[Work task] Across the whole listing, how many lines hold the word "extend"? Reply with the number by itself.
=== Begin Enclosure ===
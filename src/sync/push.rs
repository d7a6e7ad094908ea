//! Local-to-remote sync: walk the file tree, resolve folder pages, create or
//! update one remote page per document.
//!
//! Remote pages whose local file was removed are never cleaned up here; that
//! is an intentional limitation of push mode, not an oversight.

use std::collections::HashMap;
use std::ffi::OsStr;
use std::path::{Path, PathBuf};

use log::{debug, error, info, warn};
use uuid::Uuid;

use crate::document::Document;
use crate::error::SyncError;
use crate::markdown::to_blocks;
use crate::notion::{PageOps, ParentRef, RemoteApi};
use crate::validate::{markdown_warnings, validate_blocks, validate_frontmatter, validate_markdown};

use super::markdown_files;

#[derive(Debug, Default, Clone, Copy, PartialEq, Eq)]
pub struct PushStats {
    pub processed: usize,
    pub synced: usize,
    pub failed: usize,
}

pub struct PushSync<T: RemoteApi> {
    /// `None` only in dry-run mode, where no remote call is ever made.
    ops: Option<PageOps<T>>,
    root_page_id: String,
    source_dir: PathBuf,
    dry_run: bool,
    /// (parent id, folder name) -> folder page id, scoped to this run.
    folder_cache: HashMap<(String, String), String>,
}

impl<T: RemoteApi> PushSync<T> {
    pub fn new(
        ops: Option<PageOps<T>>,
        root_page_id: &str,
        source_dir: &Path,
        dry_run: bool,
    ) -> Self {
        Self {
            ops,
            root_page_id: root_page_id.to_string(),
            source_dir: source_dir.to_path_buf(),
            dry_run,
            folder_cache: HashMap::new(),
        }
    }

    fn remote(&self) -> Result<&PageOps<T>, SyncError> {
        self.ops.as_ref().ok_or(SyncError::NotConfigured)
    }

    /// Sync every document under the source directory. Per-file failures are
    /// recorded and the run continues; the error return is reserved for
    /// being unable to run at all.
    pub fn run(&mut self) -> Result<PushStats, SyncError> {
        if !self.dry_run {
            self.remote()?;
        }

        let files = markdown_files(&self.source_dir);
        info!(
            "Syncing {} files from {}",
            files.len(),
            self.source_dir.display()
        );

        let mut outcomes: Vec<(PathBuf, Result<String, SyncError>)> = Vec::new();
        for path in files {
            let outcome = self.sync_file(&path);
            if let Err(e) = &outcome {
                error!("{}: {e}", path.display());
            }
            outcomes.push((path, outcome));
        }

        // Two files resolving to the same page means neither can be trusted
        // to own it, so both are failed.
        let mut claims: HashMap<String, usize> = HashMap::new();
        for (_, outcome) in &outcomes {
            if let Ok(id) = outcome {
                *claims.entry(id.clone()).or_default() += 1;
            }
        }
        for (path, outcome) in &mut outcomes {
            if let Ok(id) = outcome {
                if claims.get(id.as_str()).copied().unwrap_or(0) > 1 {
                    let dup = SyncError::DuplicateIdentity(id.clone());
                    error!("{}: {dup}", path.display());
                    *outcome = Err(dup);
                }
            }
        }

        let stats = PushStats {
            processed: outcomes.len(),
            synced: outcomes.iter().filter(|(_, o)| o.is_ok()).count(),
            failed: outcomes.iter().filter(|(_, o)| o.is_err()).count(),
        };
        info!(
            "Push complete: {} processed, {} synced, {} failed",
            stats.processed, stats.synced, stats.failed
        );
        Ok(stats)
    }

    /// Sync one document; returns the remote page id it now maps to.
    fn sync_file(&mut self, path: &Path) -> Result<String, SyncError> {
        let mut doc = Document::load(path)?;

        let mut errors = validate_markdown(&doc.body);
        errors.extend(validate_frontmatter(&doc));
        if !errors.is_empty() {
            return Err(SyncError::Validation(errors));
        }
        for warning in markdown_warnings(&doc.body) {
            warn!("{}: {warning}", path.display());
        }

        let blocks = to_blocks(&doc.body);
        let block_errors = validate_blocks(&blocks);
        if !block_errors.is_empty() {
            return Err(SyncError::Validation(block_errors));
        }

        let relative = path
            .strip_prefix(&self.source_dir)
            .map_err(|_| SyncError::FolderResolution(path.display().to_string()))?;
        let mut segments = Vec::new();
        if let Some(parent) = relative.parent() {
            for component in parent.components() {
                let segment = component
                    .as_os_str()
                    .to_str()
                    .ok_or_else(|| SyncError::FolderResolution(path.display().to_string()))?;
                segments.push(segment.to_string());
            }
        }
        let stem = path
            .file_stem()
            .and_then(OsStr::to_str)
            .unwrap_or("untitled");

        // An index document is the directory's own page, not a child of it.
        if stem == "index" {
            return self.sync_index_file(path, &mut doc, &segments, &blocks);
        }

        let mut parent_id = self.root_page_id.clone();
        for segment in &segments {
            parent_id = self.get_or_create_folder(&parent_id, segment)?;
        }

        let title = doc.title.clone().unwrap_or_else(|| stem.to_string());

        if let Some(id) = doc.identity.clone() {
            if self.dry_run {
                info!(
                    "[dry-run] Would update page {id} from {} ({} blocks)",
                    path.display(),
                    blocks.len()
                );
                return Ok(id);
            }
            match self.remote()?.update_page(&id, &blocks) {
                Ok(()) => {
                    info!("Updated page {id} from {}", path.display());
                    return Ok(id);
                }
                Err(e) if e.is_recoverable_as_create() => {
                    warn!(
                        "{}: stored page {id} is gone ({e}); creating a new page",
                        path.display()
                    );
                }
                Err(e) => return Err(e.into()),
            }
        }

        if self.dry_run {
            info!(
                "[dry-run] Would create page '{title}' under {parent_id} ({} blocks)",
                blocks.len()
            );
            return Ok(format!("dry-run-{}", Uuid::new_v4()));
        }

        let id =
            self.remote()?
                .create_page(&ParentRef::Page(parent_id), &title, &blocks, None)?;
        info!("Created page {id} from {}", path.display());
        doc.set_identity(&id);
        doc.save(path)?;
        Ok(id)
    }

    fn sync_index_file(
        &mut self,
        path: &Path,
        doc: &mut Document,
        segments: &[String],
        blocks: &[crate::blocks::Block],
    ) -> Result<String, SyncError> {
        let mut page_id = self.root_page_id.clone();
        for segment in segments {
            page_id = self.get_or_create_folder(&page_id, segment)?;
        }

        if self.dry_run {
            info!(
                "[dry-run] Would update directory page {page_id} from {}",
                path.display()
            );
            return Ok(page_id);
        }

        self.remote()?.update_page(&page_id, blocks)?;
        info!("Updated directory page {page_id} from {}", path.display());
        if doc.identity.as_deref() != Some(page_id.as_str()) {
            doc.set_identity(&page_id);
            doc.save(path)?;
        }
        Ok(page_id)
    }

    /// Resolve one folder-page level, creating it remotely at most once per
    /// (parent, name) pair per run.
    fn get_or_create_folder(&mut self, parent_id: &str, name: &str) -> Result<String, SyncError> {
        let key = (parent_id.to_string(), name.to_string());
        if let Some(id) = self.folder_cache.get(&key) {
            return Ok(id.clone());
        }

        let id = if self.dry_run {
            info!("[dry-run] Would ensure folder page '{name}' under {parent_id}");
            format!("dry-run-folder-{}", Uuid::new_v4())
        } else if let Some(existing) = self.remote()?.find_child_page(parent_id, name)? {
            debug!("Folder page '{name}' already exists as {existing}");
            existing
        } else {
            info!("Creating folder page '{name}' under {parent_id}");
            self.remote()?.create_child_page(parent_id, name)?
        };

        self.folder_cache.insert(key, id.clone());
        Ok(id)
    }
}

#[cfg(test)]
mod tests {
    use super::*;
    use crate::notion::testing::FakeApi;
    use std::fs;

    fn engine(api: &FakeApi, dir: &Path) -> PushSync<FakeApi> {
        PushSync::new(Some(PageOps::new(api.clone())), "root", dir, false)
    }

    #[test]
    fn test_create_with_folder_chain_and_writeback() {
        let api = FakeApi::with_root("root");
        let dir = tempfile::tempdir().unwrap();
        fs::create_dir(dir.path().join("docs")).unwrap();
        fs::write(dir.path().join("a.md"), "# Hello\n\nBody text.\n").unwrap();
        fs::write(dir.path().join("docs/guide.md"), "Guide content.\n").unwrap();

        let stats = engine(&api, dir.path()).run().unwrap();
        assert_eq!(
            stats,
            PushStats {
                processed: 2,
                synced: 2,
                failed: 0
            }
        );

        // Root page, folder page, two documents.
        let state = api.state();
        assert_eq!(state.pages.len(), 4);
        assert_eq!(state.pages["root"].child_ids.len(), 2);
        drop(state);

        let doc = Document::load(&dir.path().join("a.md")).unwrap();
        assert!(doc.identity.is_some());
        let guide = Document::load(&dir.path().join("docs/guide.md")).unwrap();
        let guide_id = guide.identity.unwrap();
        let state = api.state();
        let folder_id = state.pages[&guide_id].parent.clone().unwrap();
        assert_eq!(state.pages[&folder_id].title, "docs");
    }

    #[test]
    fn test_second_run_is_idempotent() {
        let api = FakeApi::with_root("root");
        let dir = tempfile::tempdir().unwrap();
        fs::create_dir(dir.path().join("docs")).unwrap();
        fs::write(dir.path().join("a.md"), "Alpha.\n").unwrap();
        fs::write(dir.path().join("docs/guide.md"), "Guide.\n").unwrap();

        engine(&api, dir.path()).run().unwrap();
        let first_id = Document::load(&dir.path().join("a.md"))
            .unwrap()
            .identity
            .unwrap();
        let creates_after_first = api.state().create_calls;

        let stats = engine(&api, dir.path()).run().unwrap();
        assert_eq!(stats.failed, 0);
        assert_eq!(api.state().create_calls, creates_after_first);
        assert_eq!(api.state().pages.len(), 4);
        let second_id = Document::load(&dir.path().join("a.md"))
            .unwrap()
            .identity
            .unwrap();
        assert_eq!(first_id, second_id);
    }

    #[test]
    fn test_validation_failure_makes_no_remote_calls() {
        let api = FakeApi::with_root("root");
        let dir = tempfile::tempdir().unwrap();
        fs::write(
            dir.path().join("bad.md"),
            "| a | b |\n| --- | --- |\n| 1 | 2 |\n",
        )
        .unwrap();

        let stats = engine(&api, dir.path()).run().unwrap();
        assert_eq!(stats.failed, 1);
        assert_eq!(stats.synced, 0);
        let state = api.state();
        assert_eq!(state.create_calls, 0);
        assert_eq!(state.list_calls, 0);
        assert_eq!(state.append_batches.len(), 0);
    }

    #[test]
    fn test_stale_identity_falls_back_to_create() {
        let api = FakeApi::with_root("root");
        let dir = tempfile::tempdir().unwrap();
        let stale = "a1b2c3d4-e5f6-7788-99aa-bbccddeeff00";
        fs::write(
            dir.path().join("a.md"),
            format!("---\nnotion_page_id: {stale}\n---\n\nContent.\n"),
        )
        .unwrap();

        let stats = engine(&api, dir.path()).run().unwrap();
        assert_eq!(stats.synced, 1);

        let doc = Document::load(&dir.path().join("a.md")).unwrap();
        let new_id = doc.identity.unwrap();
        assert_ne!(new_id, stale);
        assert!(api.state().pages.contains_key(&new_id));
    }

    #[test]
    fn test_partial_append_fails_file_without_identity_writeback() {
        let api = FakeApi::with_root("root");
        // Initial create succeeds with its first 100 blocks; the follow-up
        // append fails, leaving the page incomplete.
        api.state_mut().fail_append_after = Some(0);
        let dir = tempfile::tempdir().unwrap();
        let body: Vec<String> = (0..150).map(|i| format!("paragraph {i}")).collect();
        fs::write(dir.path().join("big.md"), body.join("\n\n")).unwrap();

        let stats = engine(&api, dir.path()).run().unwrap();
        assert_eq!(stats.failed, 1);
        assert_eq!(stats.synced, 0);

        let doc = Document::load(&dir.path().join("big.md")).unwrap();
        assert_eq!(doc.identity, None);
    }

    #[test]
    fn test_duplicate_identity_fails_both_files() {
        let api = FakeApi::with_root("root");
        let id = "a1b2c3d4-e5f6-7788-99aa-bbccddeeff00";
        api.add_page(id, Some("root"), "Shared", Vec::new());
        let dir = tempfile::tempdir().unwrap();
        for name in ["a.md", "b.md"] {
            fs::write(
                dir.path().join(name),
                format!("---\nnotion_page_id: {id}\n---\n\nContent.\n"),
            )
            .unwrap();
        }

        let stats = engine(&api, dir.path()).run().unwrap();
        assert_eq!(stats.failed, 2);
        assert_eq!(stats.synced, 0);
    }

    #[test]
    fn test_index_file_updates_directory_page() {
        let api = FakeApi::with_root("root");
        let dir = tempfile::tempdir().unwrap();
        fs::create_dir(dir.path().join("docs")).unwrap();
        fs::write(dir.path().join("index.md"), "Root overview.\n").unwrap();
        fs::write(dir.path().join("docs/index.md"), "Docs overview.\n").unwrap();

        let stats = engine(&api, dir.path()).run().unwrap();
        assert_eq!(stats.synced, 2);

        let state = api.state();
        // Root index lands on the root page itself; docs/index on the
        // folder page, so only the folder was created.
        assert_eq!(state.pages.len(), 2);
        assert_eq!(state.pages["root"].blocks.len(), 1);
        drop(state);

        let doc = Document::load(&dir.path().join("index.md")).unwrap();
        assert_eq!(doc.identity.as_deref(), Some("root"));
    }

    #[test]
    fn test_dry_run_touches_nothing() {
        let api = FakeApi::with_root("root");
        let dir = tempfile::tempdir().unwrap();
        fs::create_dir(dir.path().join("docs")).unwrap();
        fs::write(dir.path().join("docs/a.md"), "Content.\n").unwrap();

        let mut engine =
            PushSync::new(Some(PageOps::new(api.clone())), "root", dir.path(), true);
        let stats = engine.run().unwrap();
        assert_eq!(stats.synced, 1);

        let state = api.state();
        assert_eq!(state.create_calls, 0);
        assert_eq!(state.list_calls, 0);
        drop(state);
        let doc = Document::load(&dir.path().join("docs/a.md")).unwrap();
        assert_eq!(doc.identity, None);
    }

    #[test]
    fn test_dry_run_without_client() {
        let dir = tempfile::tempdir().unwrap();
        fs::write(dir.path().join("a.md"), "Content.\n").unwrap();
        let mut engine = PushSync::<FakeApi>::new(None, "root", dir.path(), true);
        let stats = engine.run().unwrap();
        assert_eq!(stats.synced, 1);
    }
}
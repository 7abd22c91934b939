//! Thompson construction from parsed patterns.
//!
//! Counted repetition is expanded structurally; trailing context is composed
//! at the symbol level in [`super::dfa`], not here.

use smallvec::SmallVec;

use crate::pattern::{Ast, CharSet};

/// NFA state used during construction.
#[derive(Debug, Clone, Default)]
pub(crate) struct NfaState {
    /// `(lo, hi, target)`: inclusive codepoint range transitions.
    pub(crate) transitions: Vec<(u32, u32, u32)>,
    pub(crate) epsilon: SmallVec<[u32; 2]>,
    /// Accepting entry: a real symbol index or a synthetic trailing marker.
    pub(crate) accepting: Option<u32>,
}

#[derive(Debug, Default)]
pub(crate) struct Nfa {
    pub(crate) states: Vec<NfaState>,
}

impl Nfa {
    pub(crate) fn new() -> Self {
        Self { states: Vec::new() }
    }

    pub(crate) fn add_state(&mut self) -> u32 {
        let id = u32::try_from(self.states.len()).unwrap_or(0);
        self.states.push(NfaState::default());
        id
    }

    pub(crate) fn state(&self, id: u32) -> &NfaState {
        &self.states[id as usize]
    }

    pub(crate) fn state_mut(&mut self, id: u32) -> &mut NfaState {
        &mut self.states[id as usize]
    }

    pub(crate) fn add_epsilon(&mut self, from: u32, to: u32) {
        self.state_mut(from).epsilon.push(to);
    }

    fn add_range(&mut self, from: u32, lo: u32, hi: u32, to: u32) {
        self.state_mut(from).transitions.push((lo, hi, to));
    }

    /// Connect `start` to `end` with a fragment matching `ast`.
    pub(crate) fn compile(&mut self, ast: &Ast, start: u32, end: u32) {
        match ast {
            Ast::Empty => self.add_epsilon(start, end),
            Ast::Literal(c) => self.add_range(start, *c as u32, *c as u32, end),
            Ast::Class(set) => {
                for (lo, hi) in set.code_ranges() {
                    self.add_range(start, lo, hi, end);
                }
            }
            Ast::Any => {
                // Any character except newline.
                for (lo, hi) in CharSet::negated(vec![('\n', '\n')]).code_ranges() {
                    self.add_range(start, lo, hi, end);
                }
            }
            Ast::Concat(items) => {
                let mut current = start;
                for (i, item) in items.iter().enumerate() {
                    let next = if i == items.len() - 1 {
                        end
                    } else {
                        self.add_state()
                    };
                    self.compile(item, current, next);
                    current = next;
                }
            }
            Ast::Alt(items) => {
                for item in items {
                    self.compile(item, start, end);
                }
            }
            Ast::Repeat { node, min, max } => {
                // Mandatory copies first, then either a loop (unbounded) or
                // optional copies up to the bound.
                let mut current = start;
                for _ in 0..*min {
                    let next = self.add_state();
                    self.compile(node, current, next);
                    current = next;
                }
                match max {
                    None => {
                        let inner_start = self.add_state();
                        let inner_end = self.add_state();
                        self.add_epsilon(current, inner_start);
                        self.add_epsilon(current, end);
                        self.compile(node, inner_start, inner_end);
                        self.add_epsilon(inner_end, inner_start);
                        self.add_epsilon(inner_end, end);
                    }
                    Some(max) => {
                        for _ in *min..*max {
                            let next = self.add_state();
                            self.add_epsilon(current, end);
                            self.compile(node, current, next);
                            current = next;
                        }
                        self.add_epsilon(current, end);
                    }
                }
            }
            Ast::Trailing { .. } => {
                unreachable!("trailing context is composed at the symbol level")
            }
        }
    }
}

/// Sorted epsilon closure of `seed`.
pub(crate) fn epsilon_closure(nfa: &Nfa, seed: &[u32]) -> SmallVec<[u32; 8]> {
    let mut closure: hashbrown::HashSet<u32, ahash::RandomState> =
        hashbrown::HashSet::with_hasher(ahash::RandomState::new());
    let mut stack: Vec<u32> = seed.to_vec();
    closure.extend(seed.iter().copied());

    while let Some(state) = stack.pop() {
        for &next in &nfa.state(state).epsilon {
            if closure.insert(next) {
                stack.push(next);
            }
        }
    }

    let mut sorted: SmallVec<[u32; 8]> = closure.into_iter().collect();
    sorted.sort_unstable();
    sorted
}

#[cfg(test)]
mod tests {
    use super::*;
    use crate::pattern::parse_pattern;

    fn single_fragment(pattern: &str) -> (Nfa, u32, u32) {
        let ast = parse_pattern(pattern).unwrap();
        let mut nfa = Nfa::new();
        let start = nfa.add_state();
        let end = nfa.add_state();
        nfa.compile(&ast, start, end);
        (nfa, start, end)
    }

    /// Walk the NFA naively to check acceptance of `input` at `end`.
    fn accepts(nfa: &Nfa, start: u32, end: u32, input: &str) -> bool {
        let mut current = epsilon_closure(nfa, &[start]);
        for c in input.chars() {
            let cp = c as u32;
            let mut next: Vec<u32> = Vec::new();
            for &s in &current {
                for &(lo, hi, to) in &nfa.state(s).transitions {
                    if cp >= lo && cp <= hi {
                        next.push(to);
                    }
                }
            }
            current = epsilon_closure(nfa, &next);
            if current.is_empty() {
                return false;
            }
        }
        current.contains(&end)
    }

    #[test]
    fn test_literal_chain() {
        let (nfa, start, end) = single_fragment("abc");
        assert!(accepts(&nfa, start, end, "abc"));
        assert!(!accepts(&nfa, start, end, "ab"));
        assert!(!accepts(&nfa, start, end, "abd"));
    }

    #[test]
    fn test_kleene_and_plus() {
        let (nfa, start, end) = single_fragment("a*");
        assert!(accepts(&nfa, start, end, ""));
        assert!(accepts(&nfa, start, end, "aaaa"));

        let (nfa, start, end) = single_fragment("a+");
        assert!(!accepts(&nfa, start, end, ""));
        assert!(accepts(&nfa, start, end, "a"));
        assert!(accepts(&nfa, start, end, "aaa"));
    }

    #[test]
    fn test_counted_repetition() {
        let (nfa, start, end) = single_fragment("a{2,3}");
        assert!(!accepts(&nfa, start, end, "a"));
        assert!(accepts(&nfa, start, end, "aa"));
        assert!(accepts(&nfa, start, end, "aaa"));
        assert!(!accepts(&nfa, start, end, "aaaa"));
    }

    #[test]
    fn test_alternation_and_class() {
        let (nfa, start, end) = single_fragment("ab|[0-9]");
        assert!(accepts(&nfa, start, end, "ab"));
        assert!(accepts(&nfa, start, end, "7"));
        assert!(!accepts(&nfa, start, end, "a"));
    }

    #[test]
    fn test_any_excludes_newline() {
        let (nfa, start, end) = single_fragment(".");
        assert!(accepts(&nfa, start, end, "x"));
        assert!(accepts(&nfa, start, end, "€"));
        assert!(!accepts(&nfa, start, end, "\n"));
    }
}
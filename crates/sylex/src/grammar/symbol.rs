//! Terminal symbols: one named pattern bound to an action and a set of
//! contexts.

use compact_str::CompactString;
use smallvec::SmallVec;
use std::sync::Arc;

use super::context::ContextId;
use crate::lexer::Action;
use crate::pattern::Ast;

/// Handle returned by [`crate::Grammar::define_symbol`]; equals the symbol's
/// definition order.
#[derive(Debug, Clone, Copy, PartialEq, Eq, Hash)]
pub struct SymbolId(pub(crate) u32);

impl SymbolId {
    #[must_use]
    pub const fn index(self) -> usize {
        self.0 as usize
    }
}

/// A terminal symbol accumulated by the grammar builder.
///
/// `order` is the definition index and doubles as the match priority: when
/// two symbols match the same length at the same position, the lower order
/// wins. `trailing` carries the sign-overloaded raw encoding of the
/// trailing-context split (`> 0`: fixed-length leading part, `<= 0`: fixed
/// trailing part of length `-trailing`); the reader translates it into
/// [`crate::lexer::Trailing`] when the compiled rule is consumed.
pub struct TerminalSymbol {
    pub(crate) id: Option<CompactString>,
    pub(crate) order: u32,
    pub(crate) pattern: Arc<Ast>,
    pub(crate) trailing: Option<i32>,
    pub(crate) action: Action,
    pub(crate) contexts: SmallVec<[ContextId; 2]>,
    /// Set for `<<EOF>>` symbols, which never enter the automaton.
    pub(crate) eof: bool,
}

impl TerminalSymbol {
    #[must_use]
    pub fn id(&self) -> Option<&str> {
        self.id.as_deref()
    }

    #[must_use]
    pub const fn order(&self) -> u32 {
        self.order
    }

    #[must_use]
    pub fn pattern(&self) -> &Ast {
        &self.pattern
    }

    #[must_use]
    pub const fn trailing(&self) -> Option<i32> {
        self.trailing
    }

    #[must_use]
    pub fn contexts(&self) -> &[ContextId] {
        &self.contexts
    }

    #[must_use]
    pub const fn is_eof_rule(&self) -> bool {
        self.eof
    }

    /// Display name for diagnostics: the id when present, `#order` otherwise.
    #[must_use]
    pub fn display_name(&self) -> String {
        match &self.id {
            Some(id) => id.to_string(),
            None => format!("#{}", self.order),
        }
    }
}

impl std::fmt::Debug for TerminalSymbol {
    fn fmt(&self, f: &mut std::fmt::Formatter<'_>) -> std::fmt::Result {
        f.debug_struct("TerminalSymbol")
            .field("id", &self.id)
            .field("order", &self.order)
            .field("trailing", &self.trailing)
            .field("contexts", &self.contexts)
            .field("eof", &self.eof)
            .finish_non_exhaustive()
    }
}
use criterion::{Criterion, criterion_group, criterion_main};
use std::hint::black_box;
use std::sync::Arc;

use sylex::lexer::action;
use sylex::Grammar;

fn arithmetic_grammar() -> Grammar {
    let mut grammar = Grammar::new();
    grammar
        .define_symbol(Some("number"), r"[0-9]+(\.[0-9]+)?", None, None)
        .unwrap();
    grammar.define_symbol(Some("ident"), "[a-z_][a-z0-9_]*", None, None).unwrap();
    grammar.define_symbol(Some("plus"), r"\+", None, None).unwrap();
    grammar.define_symbol(Some("minus"), "-", None, None).unwrap();
    grammar.define_symbol(Some("star"), r"\*", None, None).unwrap();
    grammar.define_symbol(Some("lparen"), r"\(", None, None).unwrap();
    grammar.define_symbol(Some("rparen"), r"\)", None, None).unwrap();
    grammar
        .define_symbol(None, r"\s+", Some(action::skip_action()), None)
        .unwrap();
    grammar
}

fn bench_tokenize(c: &mut Criterion) {
    let mut grammar = arithmetic_grammar();
    let rule = grammar.rule().unwrap();
    let input = "x1 + 42 * (y_2 - 3.14) + foo * 100 ".repeat(64);

    c.bench_function("tokenize_arithmetic", |b| {
        b.iter(|| {
            let mut reader = Arc::clone(&rule).reader(black_box(&input));
            let mut count = 0usize;
            while !reader.read_token().unwrap().is_eof() {
                count += 1;
            }
            black_box(count)
        });
    });
}

fn bench_trailing(c: &mut Criterion) {
    let mut grammar = Grammar::new();
    grammar.define_symbol(Some("stmt"), "[a-z]+/;", None, None).unwrap();
    grammar.define_symbol(Some("semi"), ";", None, None).unwrap();
    grammar
        .define_symbol(None, r"\s+", Some(action::skip_action()), None)
        .unwrap();
    let rule = grammar.rule().unwrap();
    let input = "word; other; thing; ".repeat(128);

    c.bench_function("tokenize_trailing_context", |b| {
        b.iter(|| {
            let mut reader = Arc::clone(&rule).reader(black_box(&input));
            let mut count = 0usize;
            while !reader.read_token().unwrap().is_eof() {
                count += 1;
            }
            black_box(count)
        });
    });
}

criterion_group!(benches, bench_tokenize, bench_trailing);
criterion_main!(benches);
=== End Enclosure ===
[Solution to the exercise] 2